Shein and Gates (Being a Normal Family Is a State of Mind, 2014) deliver the second entry in their well-received Monsterjunkies saga set in Foggy Point, Maine. Cromwell “Crow” Monsterjunkie can’t stop looking over his shoulder, and for good reason: His nemesis, the bullying Ruth Grimes Jr., won’t live down the humiliation he suffered at Crow’s hands not long ago. But for Crow, whose family’s mission is “to find, protect, and study unusual, rare, and thought to be nonexistent species,” Ruth is the least of his worries. For instance, there’s Crow’s friend Beauregard—a highly intelligent sasquatch living under the Monsterjunkies’ care—who yearns to leave the family estate and seek his origins. Crow’s sister, Indigo, has grown petulant as college (and her future) looms. And Crow can’t find the words to tell his renowned professor father that inheriting the family legacy isn’t exactly on his to-do list. When they’re not caring for pterodactyls, sea serpents or shape-shifting gargoyles, the Monsterjunkies struggle with issues that are nearly universal among teenagers and young adults. Like all teens, Crow and Indigo learn—however unwillingly—that with time comes change.
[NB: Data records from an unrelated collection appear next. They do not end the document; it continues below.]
use brasileirao_terminal::dataset::MatchStore;
use brasileirao_terminal::selection::{Selection, filter, filter_by_year, resolve_team_union};

const HEADER: &str =
    "Mandante;Visitante;Data;Mandante Placar;Visitante Placar;Arena;Dia;Estado Mandante";

fn store(rows: &[&str]) -> MatchStore {
    let mut text = String::from(HEADER);
    for row in rows {
        text.push('\n');
        text.push_str(row);
    }
    MatchStore::from_delimited(&text).expect("valid test table")
}

fn sample() -> MatchStore {
    store(&[
        "TeamA;TeamB;01/05/2020;3;1;Arena Um;Domingo;RJ",
        "TeamB;TeamC;01/05/2021;2;2;Arena Dois;Domingo;SP",
        "TeamC;TeamA;01/05/2022;0;1;Arena Três;Domingo;MG",
    ])
}

#[test]
fn year_filter_is_inclusive_on_both_bounds() {
    let store = sample();
    let kept = filter_by_year(store.records(), (2020, 2021));
    assert_eq!(kept.len(), 2);
    assert_eq!(kept[0].home_team, "TeamA");
    assert_eq!(kept[1].home_team, "TeamB");

    let single = filter_by_year(store.records(), (2021, 2021));
    assert_eq!(single.len(), 1);
    assert_eq!(single[0].home_team, "TeamB");
}

#[test]
fn year_filter_outside_dataset_is_empty() {
    let store = sample();
    assert!(filter_by_year(store.records(), (1990, 1999)).is_empty());
}

#[test]
fn team_union_keeps_record_matching_on_either_side() {
    let store = sample();
    let by_year = filter_by_year(store.records(), (2020, 2022));
    let selection = Selection::with_teams(["teama"], 2020, 2022);
    let kept = resolve_team_union(&by_year, &selection);
    // TeamA is home in 2020 and away in 2022; the 2021 match has no TeamA.
    assert_eq!(kept.len(), 2);
    assert_eq!(kept[0].home_team, "TeamA");
    assert_eq!(kept[1].away_team, "TeamA");
}

#[test]
fn team_union_is_case_insensitive() {
    let store = sample();
    let by_year = filter_by_year(store.records(), (2020, 2022));
    let selection = Selection::with_teams(["TEAMA"], 2020, 2022);
    assert_eq!(resolve_team_union(&by_year, &selection).len(), 2);
}

#[test]
fn record_matching_on_both_sides_is_kept_once() {
    let store = sample();
    let by_year = filter_by_year(store.records(), (2020, 2020));
    let selection = Selection::with_teams(["teama", "teamb"], 2020, 2020);
    let kept = resolve_team_union(&by_year, &selection);
    assert_eq!(kept.len(), 1);
}

#[test]
fn empty_team_set_means_no_team_filter() {
    let selection = Selection::with_teams(Vec::<String>::new(), 2020, 2022);
    assert!(!selection.has_team_filter());

    let store = sample();
    assert_eq!(filter(store.records(), &selection).len(), 3);
}

#[test]
fn filter_applies_year_then_union_and_preserves_order() {
    let store = sample();
    let selection = Selection::with_teams(["teamc"], 2021, 2022);
    let kept = filter(store.records(), &selection);
    assert_eq!(kept.len(), 2);
    assert_eq!(kept[0].home_team, "TeamB");
    assert_eq!(kept[1].home_team, "TeamC");
}

#[test]
fn selects_team_is_false_without_active_filter() {
    let selection = Selection::all(2020, 2022);
    assert!(!selection.selects_team("teama"));
    assert!(selection.teams().is_none());
}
The animals they’ve nursed to health and loved like pets must eventually be reintegrated to the wild; their friend, Winter, crumbles before their eyes while attempting to cope with her mother’s death; and, perhaps most traumatically, they come to realize their parents aren’t infallible. As Crow’s fears mount, his father advises him: “It’s how you learn to know, to find out who you really are, what you feel, what you like and don’t like, what you need, what you believe. You may have to start by just listening.” Readers learn by listening, too—this tale of identity and self-approbation is accompanied by enough scientific facts and environmental philosophies to double as a high school textbook. Insightful but not overly self-righteous, it encourages compassion and a deference to the unknown.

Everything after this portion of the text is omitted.